RECORDS SHOWN>
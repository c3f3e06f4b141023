//! OAuth2 client-credentials token management.
//!
//! A [`TokenManager`] caches one bearer token per provider and refreshes it
//! ahead of its true expiry. Concurrent callers that find the token missing or
//! stale share a single refresh call. A failed refresh is returned to every
//! waiter and is not retried.

use std::sync::{Arc, Mutex, MutexGuard};
use std::time::Duration;

use async_trait::async_trait;
use log::{debug, info, warn};
use reqwest::Client;
use serde::Deserialize;
use tokio::time::Instant;

use super::SingleFlight;
use crate::errors::GatewayError;

/// Default margin subtracted from `expires_in` to force early renewal.
pub const DEFAULT_TOKEN_SKEW: Duration = Duration::from_secs(300);

/// Upper bound on how long a single grant is reused, whatever `expires_in` says.
pub const MAX_TOKEN_LIFETIME: Duration = Duration::from_secs(24 * 60 * 60);

/// Successful token endpoint response.
#[derive(Debug, Clone, Deserialize)]
pub struct TokenGrant {
    pub access_token: String,
    /// Lifetime in seconds
    pub expires_in: u64,
}

/// Source of fresh tokens for a single provider.
#[async_trait]
pub trait TokenFetcher: Send + Sync {
    /// Provider identifier, used for logging and single-flight keying.
    fn provider(&self) -> &'static str;

    /// Request a new token from the provider.
    async fn fetch_token(&self) -> Result<TokenGrant, GatewayError>;
}

/// Client-credentials grant against a token endpoint using HTTP Basic auth.
pub struct ClientCredentials {
    provider: &'static str,
    client: Client,
    token_url: String,
    client_id: String,
    client_secret: String,
    timeout: Duration,
}

#[derive(Debug, Deserialize)]
struct TokenErrorResponse {
    error: Option<String>,
    error_description: Option<String>,
}

impl ClientCredentials {
    pub fn new(
        provider: &'static str,
        client: Client,
        token_url: impl Into<String>,
        client_id: impl Into<String>,
        client_secret: impl Into<String>,
        timeout: Duration,
    ) -> Self {
        Self {
            provider,
            client,
            token_url: token_url.into(),
            client_id: client_id.into(),
            client_secret: client_secret.into(),
            timeout,
        }
    }
}

#[async_trait]
impl TokenFetcher for ClientCredentials {
    fn provider(&self) -> &'static str {
        self.provider
    }

    async fn fetch_token(&self) -> Result<TokenGrant, GatewayError> {
        debug!("{}: requesting token from {}", self.provider, self.token_url);

        let response = self
            .client
            .post(&self.token_url)
            .basic_auth(&self.client_id, Some(&self.client_secret))
            .form(&[("grant_type", "client_credentials")])
            .timeout(self.timeout)
            .send()
            .await
            .map_err(|e| GatewayError::transport(self.provider, e))?;

        let status = response.status();
        let body = response
            .text()
            .await
            .map_err(|e| GatewayError::transport(self.provider, e))?;

        if !status.is_success() {
            let message = serde_json::from_str::<TokenErrorResponse>(&body)
                .ok()
                .and_then(|err| err.error_description.or(err.error))
                .unwrap_or_else(|| format!("HTTP {}", status));
            warn!("{}: token request rejected: {}", self.provider, message);
            return Err(GatewayError::AuthFailure {
                provider: self.provider.to_string(),
                message,
            });
        }

        serde_json::from_str(&body).map_err(|e| GatewayError::InvalidPayload {
            provider: self.provider.to_string(),
            message: format!("Failed to parse token response: {}", e),
        })
    }
}

#[derive(Debug, Clone)]
struct AccessToken {
    value: String,
    /// Already reduced by the skew
    expires_at: Instant,
}

/// Caches a bearer token and refreshes it before it expires.
pub struct TokenManager {
    fetcher: Arc<dyn TokenFetcher>,
    skew: Duration,
    current: Arc<Mutex<Option<AccessToken>>>,
    refresh: SingleFlight<AccessToken>,
}

impl TokenManager {
    pub fn new(fetcher: Arc<dyn TokenFetcher>, skew: Duration) -> Self {
        Self {
            fetcher,
            skew,
            current: Arc::new(Mutex::new(None)),
            refresh: SingleFlight::new(),
        }
    }

    fn lock_current(current: &Mutex<Option<AccessToken>>) -> MutexGuard<'_, Option<AccessToken>> {
        current.lock().unwrap_or_else(|poisoned| {
            warn!("Token mutex was poisoned, recovering");
            poisoned.into_inner()
        })
    }

    /// Return a valid bearer token, refreshing it if needed.
    pub async fn get_token(&self) -> Result<String, GatewayError> {
        if let Some(token) = Self::valid_token(&self.current) {
            return Ok(token.value);
        }
        self.renew().await
    }

    /// Coalesced refresh. A token stored by a refresh that settled after the
    /// caller's own validity check is returned without another grant.
    async fn renew(&self) -> Result<String, GatewayError> {
        let provider = self.fetcher.provider();
        let fetcher = Arc::clone(&self.fetcher);
        let current = Arc::clone(&self.current);
        let skew = self.skew;

        let token = self
            .refresh
            .run(provider, move || async move {
                if let Some(token) = Self::valid_token(&current) {
                    debug!("{}: token already refreshed", fetcher.provider());
                    return Ok(token);
                }

                let grant = fetcher.fetch_token().await?;
                let lifetime = Duration::from_secs(grant.expires_in)
                    .min(MAX_TOKEN_LIFETIME)
                    .saturating_sub(skew);
                let now = Instant::now();
                let token = AccessToken {
                    value: grant.access_token,
                    expires_at: now.checked_add(lifetime).unwrap_or(now),
                };
                *Self::lock_current(&current) = Some(token.clone());
                info!(
                    "{}: access token refreshed, reused for {:?}",
                    fetcher.provider(),
                    lifetime
                );
                Ok(token)
            })
            .await?;

        Ok(token.value)
    }

    /// Drop the cached token if it is `rejected`, so the next call refreshes it.
    ///
    /// Used when the upstream rejects a token before its computed expiry. A
    /// rejection of an older token leaves a newer cached one in place.
    pub fn invalidate(&self, rejected: &str) {
        let mut current = Self::lock_current(&self.current);
        if current.as_ref().is_some_and(|token| token.value == rejected) {
            *current = None;
            debug!("{}: cached token invalidated", self.fetcher.provider());
        }
    }

    fn valid_token(current: &Mutex<Option<AccessToken>>) -> Option<AccessToken> {
        let now = Instant::now();
        Self::lock_current(current)
            .as_ref()
            .filter(|token| now < token.expires_at)
            .cloned()
    }
}

#[cfg(test)]
mod tests {
    use super::*;
    use std::sync::atomic::{AtomicUsize, Ordering};

    use futures::future::join_all;

    struct CountingFetcher {
        calls: AtomicUsize,
        expires_in: u64,
        delay: Duration,
        reject: bool,
    }

    impl CountingFetcher {
        fn new(expires_in: u64) -> Self {
            Self {
                calls: AtomicUsize::new(0),
                expires_in,
                delay: Duration::ZERO,
                reject: false,
            }
        }

        fn calls(&self) -> usize {
            self.calls.load(Ordering::SeqCst)
        }
    }

    #[async_trait]
    impl TokenFetcher for CountingFetcher {
        fn provider(&self) -> &'static str {
            "TEST_OAUTH"
        }

        async fn fetch_token(&self) -> Result<TokenGrant, GatewayError> {
            let n = self.calls.fetch_add(1, Ordering::SeqCst) + 1;
            if !self.delay.is_zero() {
                tokio::time::sleep(self.delay).await;
            }
            if self.reject {
                return Err(GatewayError::AuthFailure {
                    provider: "TEST_OAUTH".to_string(),
                    message: "invalid_client".to_string(),
                });
            }
            Ok(TokenGrant {
                access_token: format!("token-{}", n),
                expires_in: self.expires_in,
            })
        }
    }

    #[tokio::test(start_paused = true)]
    async fn test_token_reused_inside_skew_window() {
        let fetcher = Arc::new(CountingFetcher::new(600));
        let manager = TokenManager::new(fetcher.clone(), Duration::from_secs(300));

        assert_eq!(manager.get_token().await.unwrap(), "token-1");
        for _ in 0..59 {
            tokio::time::advance(Duration::from_secs(5)).await;
            assert_eq!(manager.get_token().await.unwrap(), "token-1");
        }
        assert_eq!(fetcher.calls(), 1);

        // 300s after issue the token is considered expired
        tokio::time::advance(Duration::from_secs(5)).await;
        assert_eq!(manager.get_token().await.unwrap(), "token-2");
        assert_eq!(fetcher.calls(), 2);
    }

    #[tokio::test(start_paused = true)]
    async fn test_concurrent_refresh_is_single_flight() {
        let fetcher = Arc::new(CountingFetcher {
            delay: Duration::from_millis(200),
            ..CountingFetcher::new(3600)
        });
        let manager = TokenManager::new(fetcher.clone(), DEFAULT_TOKEN_SKEW);

        let tokens = join_all((0..10).map(|_| manager.get_token())).await;

        assert_eq!(fetcher.calls(), 1);
        assert!(tokens.iter().all(|t| matches!(t.as_deref(), Ok("token-1"))));
    }

    #[tokio::test(start_paused = true)]
    async fn test_rejected_refresh_fails_every_waiter() {
        let fetcher = Arc::new(CountingFetcher {
            delay: Duration::from_millis(50),
            reject: true,
            ..CountingFetcher::new(3600)
        });
        let manager = TokenManager::new(fetcher.clone(), DEFAULT_TOKEN_SKEW);

        let results = join_all((0..4).map(|_| manager.get_token())).await;

        assert_eq!(fetcher.calls(), 1);
        assert!(results
            .iter()
            .all(|r| matches!(r, Err(GatewayError::AuthFailure { .. }))));
    }

    #[tokio::test(start_paused = true)]
    async fn test_invalidate_forces_refresh() {
        let fetcher = Arc::new(CountingFetcher::new(3600));
        let manager = TokenManager::new(fetcher.clone(), DEFAULT_TOKEN_SKEW);

        assert_eq!(manager.get_token().await.unwrap(), "token-1");
        manager.invalidate("token-1");
        assert_eq!(manager.get_token().await.unwrap(), "token-2");
    }

    #[tokio::test(start_paused = true)]
    async fn test_rejection_of_older_token_keeps_newer_one() {
        let fetcher = Arc::new(CountingFetcher::new(3600));
        let manager = TokenManager::new(fetcher.clone(), DEFAULT_TOKEN_SKEW);

        let old = manager.get_token().await.unwrap();
        manager.invalidate(&old);
        assert_eq!(manager.get_token().await.unwrap(), "token-2");

        // A late 401 for a request that carried token-1
        manager.invalidate(&old);
        assert_eq!(manager.get_token().await.unwrap(), "token-2");
        assert_eq!(fetcher.calls(), 2);
    }

    #[tokio::test(start_paused = true)]
    async fn test_renew_returns_token_stored_meanwhile() {
        let fetcher = Arc::new(CountingFetcher::new(3600));
        let manager = TokenManager::new(fetcher.clone(), DEFAULT_TOKEN_SKEW);

        assert_eq!(manager.get_token().await.unwrap(), "token-1");
        // A caller that saw no valid token just before the refresh above settled
        assert_eq!(manager.renew().await.unwrap(), "token-1");
        assert_eq!(fetcher.calls(), 1);
    }

    #[tokio::test(start_paused = true)]
    async fn test_huge_expires_in_is_capped() {
        let fetcher = Arc::new(CountingFetcher::new(u64::MAX));
        let manager = TokenManager::new(fetcher.clone(), DEFAULT_TOKEN_SKEW);

        assert_eq!(manager.get_token().await.unwrap(), "token-1");
        tokio::time::advance(MAX_TOKEN_LIFETIME - DEFAULT_TOKEN_SKEW - Duration::from_secs(1)).await;
        assert_eq!(manager.get_token().await.unwrap(), "token-1");

        tokio::time::advance(Duration::from_secs(1)).await;
        assert_eq!(manager.get_token().await.unwrap(), "token-2");
        assert_eq!(fetcher.calls(), 2);
    }

    #[tokio::test(start_paused = true)]
    async fn test_lifetime_shorter_than_skew_is_never_reused() {
        let fetcher = Arc::new(CountingFetcher::new(120));
        let manager = TokenManager::new(fetcher.clone(), Duration::from_secs(300));

        manager.get_token().await.unwrap();
        manager.get_token().await.unwrap();
        assert_eq!(fetcher.calls(), 2);
    }
}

TASK TO CARRY OUT>
Beginning with the very first line of the material, please return exactly each line down to and including the one with "token missing or".

WRITTEN RESPONSE>
repository c3f3e06f4b141023
//! OAuth2 client-credentials token management.
//!
//! A [`TokenManager`] caches one bearer token per provider and refreshes it
//! ahead of its true expiry. Concurrent callers that find the token missing or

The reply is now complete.